Inflation and record high equities could pose problems in the year ahead.

Without a doubt, 2020 was the year of the Black Swan event. No one outside of epidemiologist circles had foreseen a pandemic, and very few were prepared for its effects on the economy. With vaccine distribution underway, 2021 has a brighter outlook.

Still, there are risks to the economy. Fortunately, these risks are a known quantity—grey swans, as S&P Global Market Intelligence calls them in a recent post.

But having survived the pandemic, let’s not become inured to lesser risks. Just because we can foresee some of these developments happening doesn’t make them less dangerous. S&P Global Market Intelligence has outlined some of these possible events using analysis from Macro Hive. While they are not specific to commercial real estate, they will have an impact on the US economy and thus affect our industry. Two of particular interest to CRE: a drop in the recent record equity highs and the onset of inflation. 

A Stock Market Drop 

Record equity highs could be upset if there are more lockdowns and issues with vaccine distribution in 2021.

“The market is being priced for perfection,” Paul Schatz, president of Heritage Capital, told S&P Global Market Intelligence. “You don’t need much negativity to prick the balloon.”

One possible impact on the markets could be the unwinding of the Federal Reserve’s balance sheet as it steps back—or Congress forces it to step back—from its pandemic aid. 

“Stocks have largely rallied in lock step with the Fed’s balance sheet, all but ignoring the bad news on COVID, or economic woes,” Mark Newton, founder of ML Newton Advisors, told S&P Global  Market Intelligence. 

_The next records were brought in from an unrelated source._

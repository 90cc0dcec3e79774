//! Randomness used for session codes and board layouts.

use parking_lot::Mutex;
use rand::rngs::StdRng;
use rand::{Rng, SeedableRng};

/// Uniform integer source.
///
/// Implementations must return values in `0..bound` with equal probability.
/// `bound` is never zero when called from this crate.
pub trait RandomSource: Send + Sync {
    fn next_below(&self, bound: usize) -> usize;
}

/// Thread-local OS-seeded generator.
#[derive(Debug, Clone, Copy, Default)]
pub struct ThreadRandom;

impl RandomSource for ThreadRandom {
    fn next_below(&self, bound: usize) -> usize {
        rand::rng().random_range(0..bound)
    }
}

/// Reproducible generator for tests and replays.
#[derive(Debug)]
pub struct SeededRandom {
    rng: Mutex<StdRng>,
}

impl SeededRandom {
    pub fn new(seed: u64) -> Self {
        Self {
            rng: Mutex::new(StdRng::seed_from_u64(seed)),
        }
    }
}

impl RandomSource for SeededRandom {
    fn next_below(&self, bound: usize) -> usize {
        self.rng.lock().random_range(0..bound)
    }
}

/// Fisher–Yates shuffle driven by `random`.
pub fn shuffle<T>(random: &dyn RandomSource, items: &mut [T]) {
    for i in (1..items.len()).rev() {
        let j = random.next_below(i + 1);
        items.swap(i, j);
    }
}
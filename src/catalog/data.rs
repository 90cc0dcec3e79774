//! The 24 faces on every board.

use super::EyeColor::{Blue, Brown as BrownEyes};
use super::HairColor::{Black, Blonde, Brown, Red, White};
use super::HairLength::{Long, Short};
use super::{Character, EyeColor, HairColor, HairLength};

#[allow(clippy::too_many_arguments)]
const fn face(
    id: u8,
    name: &'static str,
    hair_color: HairColor,
    eye_color: EyeColor,
    glasses: bool,
    hat: bool,
    facial_hair: bool,
    hair_length: HairLength,
    bald: bool,
    rosy_cheeks: bool,
    big_nose: bool,
) -> Character {
    Character {
        id,
        name,
        hair_color,
        eye_color,
        glasses,
        hat,
        facial_hair,
        hair_length,
        bald,
        rosy_cheeks,
        big_nose,
    }
}

#[rustfmt::skip]
pub(super) static CHARACTERS: [Character; 24] = [
    //    id  name       hair    eyes       glass  hat    facial length bald   rosy   nose
    face( 1, "Alex",    Brown,  Blue,      false, false, false, Short, false, true,  false),
    face( 2, "Bernard", Black,  BrownEyes, false, true,  true,  Short, false, false, true ),
    face( 3, "Claire",  Blonde, Blue,      false, false, false, Long,  false, false, false),
    face( 4, "David",   White,  BrownEyes, true,  false, true,  Short, false, false, false),
    face( 5, "Emma",    Red,    Blue,      false, true,  false, Long,  false, true,  false),
    face( 6, "Felix",   Brown,  BrownEyes, true,  false, true,  Short, false, false, true ),
    face( 7, "Grace",   Blonde, Blue,      false, false, false, Long,  false, true,  false),
    face( 8, "Henry",   Black,  BrownEyes, false, false, true,  Short, false, false, false),
    face( 9, "Iris",    Red,    BrownEyes, false, false, false, Long,  false, false, false),
    face(10, "Jake",    Brown,  Blue,      true,  true,  false, Short, false, false, false),
    face(11, "Kate",    Blonde, Blue,      false, true,  false, Long,  false, true,  false),
    face(12, "Leo",     Black,  BrownEyes, false, false, true,  Short, false, false, true ),
    face(13, "Maria",   Brown,  BrownEyes, false, false, false, Long,  false, false, false),
    face(14, "Nick",    White,  Blue,      true,  false, true,  Short, false, false, true ),
    face(15, "Olivia",  Blonde, BrownEyes, false, true,  false, Long,  false, true,  false),
    face(16, "Peter",   Red,    BrownEyes, true,  false, true,  Short, false, false, false),
    face(17, "Quinn",   Black,  Blue,      false, false, false, Short, false, false, false),
    face(18, "Rachel",  Brown,  Blue,      false, false, false, Long,  false, true,  true ),
    face(19, "Sam",     White,  BrownEyes, false, true,  true,  Short, true,  false, false),
    face(20, "Tara",    Blonde, Blue,      true,  false, false, Long,  false, false, false),
    face(21, "Uma",     Red,    BrownEyes, false, false, false, Long,  false, true,  false),
    face(22, "Victor",  Black,  BrownEyes, true,  true,  true,  Short, false, false, true ),
    face(23, "Wendy",   Brown,  Blue,      false, true,  false, Long,  false, false, false),
    face(24, "Zack",    White,  BrownEyes, false, false, true,  Short, true,  false, true ),
];
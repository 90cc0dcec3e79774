//! Short human-typable session codes.

use crate::env::RandomSource;
use serde::{Deserialize, Serialize};
use std::borrow::Borrow;
use std::fmt;

/// Uppercase letters and digits without the look-alikes O, 0, I and 1.
pub const CODE_ALPHABET: &[u8] = b"ABCDEFGHJKLMNPQRSTUVWXYZ23456789";

pub const CODE_LENGTH: usize = 4;

/// A validated, upper-cased session code.
#[derive(Debug, Clone, PartialEq, Eq, Hash, Serialize, Deserialize)]
#[serde(transparent)]
pub struct SessionCode(String);

impl SessionCode {
    /// Draw a random code.
    pub fn generate(random: &dyn RandomSource) -> Self {
        let code = (0..CODE_LENGTH)
            .map(|_| char::from(CODE_ALPHABET[random.next_below(CODE_ALPHABET.len())]))
            .collect();
        Self(code)
    }

    /// Normalise user input (trim, upper-case) and validate it.
    pub fn parse(input: &str) -> Option<Self> {
        let normalized = normalize(input);
        let valid = normalized.len() == CODE_LENGTH
            && normalized.bytes().all(|b| CODE_ALPHABET.contains(&b));
        valid.then_some(Self(normalized))
    }

    pub fn as_str(&self) -> &str {
        &self.0
    }
}

/// Trim surrounding whitespace and upper-case.
pub fn normalize(input: &str) -> String {
    input.trim().to_uppercase()
}

impl fmt::Display for SessionCode {
    fn fmt(&self, f: &mut fmt::Formatter<'_>) -> fmt::Result {
        f.write_str(&self.0)
    }
}

impl Borrow<str> for SessionCode {
    fn borrow(&self) -> &str {
        &self.0
    }
}
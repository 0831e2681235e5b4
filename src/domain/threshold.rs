//! Ordered cutoff tables.
//!
//! Grades, base units, stake tiers and conviction tiers are all "first cutoff
//! the value reaches" lookups. [`ThresholdTable`] holds the cutoffs in
//! descending order and resolves a value with a single scan, so each table's
//! boundaries can be tested directly.

/// A descending list of `(cutoff, label)` steps plus a floor label.
///
/// `lookup(v)` returns the label of the first step with `v >= cutoff`, or the
/// floor when no step matches.
#[derive(Debug, Clone, Copy)]
pub struct ThresholdTable<'a, L> {
    steps: &'a [(f64, L)],
    floor: L,
}

impl<'a, L: Copy> ThresholdTable<'a, L> {
    /// Build a table. `steps` must be sorted by cutoff, highest first.
    #[must_use]
    pub const fn new(steps: &'a [(f64, L)], floor: L) -> Self {
        Self { steps, floor }
    }

    /// Resolve `value` to its label.
    #[must_use]
    pub fn lookup(&self, value: f64) -> L {
        self.steps
            .iter()
            .find(|(cutoff, _)| value >= *cutoff)
            .map_or(self.floor, |(_, label)| *label)
    }

    /// Whether cutoffs are strictly descending.
    #[must_use]
    pub fn is_descending(&self) -> bool {
        self.steps.windows(2).all(|w| w[0].0 > w[1].0)
    }
}

#[cfg(test)]
mod tests {
    use super::*;

    const TABLE: ThresholdTable<'static, u8> = ThresholdTable::new(&[(10.0, 3), (5.0, 2), (0.0, 1)], 0);

    #[test]
    fn lookup_uses_inclusive_cutoffs() {
        assert_eq!(TABLE.lookup(10.0), 3);
        assert_eq!(TABLE.lookup(9.999), 2);
        assert_eq!(TABLE.lookup(5.0), 2);
        assert_eq!(TABLE.lookup(0.0), 1);
        assert_eq!(TABLE.lookup(-0.001), 0);
    }

    #[test]
    fn nan_falls_to_floor() {
        assert_eq!(TABLE.lookup(f64::NAN), 0);
    }

    #[test]
    fn detects_unsorted_steps() {
        assert!(TABLE.is_descending());
        let bad = ThresholdTable::new(&[(1.0, 1), (2.0, 2)], 0);
        assert!(!bad.is_descending());
    }
}
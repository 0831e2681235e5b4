use std::collections::BTreeMap;

use chrono::{DateTime, Utc};
use rust_decimal::prelude::ToPrimitive;
use rust_decimal::Decimal;
use serde::{Deserialize, Serialize};

use super::roi_to_weight;
use super::snapshot::{default_weights, WeightsSnapshot};
use crate::domain::classify::Factor;
use crate::domain::wager::{SettledWager, WagerOutcome};

/// Historical performance of one `(factor, bin)`.
#[derive(Debug, Clone, Default, PartialEq, Serialize, Deserialize)]
#[serde(rename_all = "camelCase")]
pub struct PerformanceRecord {
    /// Decided wagers (wins + losses).
    pub sample_size: u32,
    pub wins: u32,
    pub losses: u32,
    #[serde(default)]
    pub pushes: u32,
    #[serde(default)]
    pub staked: Decimal,
    #[serde(default)]
    pub profit: Decimal,
    /// Wins over decided wagers, percent.
    #[serde(default)]
    pub win_rate: f64,
    /// Profit over staked, percent.
    pub roi: f64,
    pub avg_model_prob: f64,
    pub actual_win_rate: f64,
    /// `actual_win_rate - avg_model_prob`; positive means underconfident.
    pub calibration_error: f64,
}

/// Records keyed by factor then bin label.
pub type PerformanceTable = BTreeMap<Factor, BTreeMap<String, PerformanceRecord>>;

/// Per-bin summaries plus the wagers that could not be tallied.
#[derive(Debug, Clone, Default, PartialEq)]
pub struct Aggregation {
    pub performance: PerformanceTable,
    /// Indexes into the input whose amounts overflow.
    pub skipped: Vec<usize>,
}

#[derive(Debug, Clone, Copy, Default)]
struct Tally {
    wins: u32,
    losses: u32,
    pushes: u32,
    staked: Decimal,
    profit: Decimal,
    prob_sum: f64,
}

impl Tally {
    fn with(mut self, wager: &SettledWager, profit: Decimal) -> Option<Self> {
        self.staked = self.staked.checked_add(wager.units)?;
        self.profit = self.profit.checked_add(profit)?;
        match wager.outcome {
            WagerOutcome::Win => self.wins += 1,
            WagerOutcome::Loss => self.losses += 1,
            WagerOutcome::Push => self.pushes += 1,
        }
        if wager.is_decided() {
            self.prob_sum += wager.model_prob;
        }
        Some(self)
    }

    fn finish(self) -> PerformanceRecord {
        let decided = self.wins + self.losses;
        let (actual_win_rate, avg_model_prob) = if decided > 0 {
            let n = f64::from(decided);
            (f64::from(self.wins) / n, self.prob_sum / n)
        } else {
            (0.0, 0.0)
        };
        let roi = if self.staked > Decimal::ZERO {
            self.profit
                .checked_div(self.staked)
                .and_then(|ratio| ratio.checked_mul(Decimal::ONE_HUNDRED))
                .and_then(|pct| pct.to_f64())
                .unwrap_or(0.0)
        } else {
            0.0
        };
        PerformanceRecord {
            sample_size: decided,
            wins: self.wins,
            losses: self.losses,
            pushes: self.pushes,
            staked: self.staked,
            profit: self.profit,
            win_rate: actual_win_rate * 100.0,
            roi,
            avg_model_prob,
            actual_win_rate,
            calibration_error: if decided > 0 {
                actual_win_rate - avg_model_prob
            } else {
                0.0
            },
        }
    }
}

/// Group wagers by every factor's bin and summarize each bin.
///
/// A wager lands in all of its bins or none. One whose profit or running
/// totals would overflow is left out and its index reported.
#[must_use]
pub fn aggregate(wagers: &[SettledWager]) -> Aggregation {
    let mut tallies: BTreeMap<Factor, BTreeMap<String, Tally>> = BTreeMap::new();
    let mut skipped = Vec::new();
    for (index, wager) in wagers.iter().enumerate() {
        let classification = wager.classification();
        let updates = wager.profit().and_then(|profit| {
            Factor::ALL
                .into_iter()
                .map(|factor| {
                    let bin = classification.bin(factor).to_string();
                    let current = tallies
                        .get(&factor)
                        .and_then(|bins| bins.get(&bin))
                        .copied()
                        .unwrap_or_default();
                    Some((factor, bin, current.with(wager, profit)?))
                })
                .collect::<Option<Vec<_>>>()
        });
        match updates {
            Some(updates) => {
                for (factor, bin, tally) in updates {
                    tallies.entry(factor).or_default().insert(bin, tally);
                }
            }
            None => skipped.push(index),
        }
    }

    let performance = tallies
        .into_iter()
        .map(|(factor, bins)| {
            let records = bins
                .into_iter()
                .map(|(bin, tally)| (bin, tally.finish()))
                .collect();
            (factor, records)
        })
        .collect();
    Aggregation {
        performance,
        skipped,
    }
}

/// Rebuild a snapshot wholesale from aggregated history.
///
/// Weights start from the built-in table and are replaced per bin by the
/// ROI-derived weight wherever history exists. The version advances by one
/// from `previous`.
#[must_use]
pub fn rebuild_snapshot(
    performance: PerformanceTable,
    previous: Option<&WeightsSnapshot>,
    now: DateTime<Utc>,
) -> WeightsSnapshot {
    let mut weights = default_weights();
    for (factor, bins) in &performance {
        let table = weights.entry(*factor).or_default();
        for (bin, record) in bins {
            table.insert(bin.clone(), roi_to_weight(record.roi, record.sample_size));
        }
    }

    // Every tallied wager lands in exactly one grade bin.
    let total_sample_size = performance
        .get(&Factor::Grade)
        .map_or(0, |bins| {
            bins.values()
                .fold(0_u32, |sum, record| sum.saturating_add(record.sample_size))
        });
    WeightsSnapshot {
        version: previous.map_or(1, |p| p.version + 1),
        weights,
        performance,
        total_sample_size,
        last_updated: Some(now),
    }
}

The Fed’s balance sheet reached $7.24 trillion in December, an approximate 75% increase since the pandemic began. This debt, coupled with a slower-than-expected recovery may be “a much bigger deal than what some realize,” Newton said. 

A Jump in Inflation 

Inflation is another potential grey swan risk in the coming year and beyond. While many people don’t expect a return to double-digit rates of the 70’s, a jump into the mid-single digits could be impactful, Matt Weller, global head of market research at GAIN Capital, tells S&P Global Market Intelligence.

While the US economy has been characterized with more than a decade of large government deficits and a low-interest rate monetary policy, Weller predicts a dramatic increase in price pressures next year.

“By summer, many consumers will have up to 15 months of pent-up demand bursting at the seams of their wallets, and once the pandemic is finally under control, all of this demand for travel, lodging, and large discretionary items could hit the economy all at once,” he told S&P.

Additionally, M1, which is the currency in circulation, has climbed 65% since the start of the pandemic. John Davi, founder and chief investment officer of Astoria Portfolio Advisors, tells S&P that increase could predict a moderate surge in inflation, which he estimates to be 3% to 3.5%.

A pickup in inflation is “all but certain,” said Steve Lipper, senior investment strategist at Royce Investment Partners, told S&P. “The investment debate will then shift to how sustained the increased inflation will be.”

Lipper also pointed to a third grey swan risk to the economy next year: delays in vaccine distribution.  The markets have priced in a speedy and smooth distribution, Lipper said. “This complacency seems to underestimate the logistical complexity of the vaccine manufacture and deployment for which there is no historical precedent on this scale.”

A Better 2021 

None of this is to even remotely suggest that 2021 will be on par with 2020. Recent developments such as a rebound in economic growth, the conclusion of the US presidential election, and better-than-expected news on vaccines, have provided hope for the economy, says Ryan Severino, Chief Economist, JLL, Americas, in a new blog post

He also acknowledges some uncertainty around the roll out of the vaccines, noting that budget shortfalls at the state level could affect the funding needed to distribute and administer vaccines. “If 2020 has taught us anything, it’s that we should expect the unexpected,” Severino says.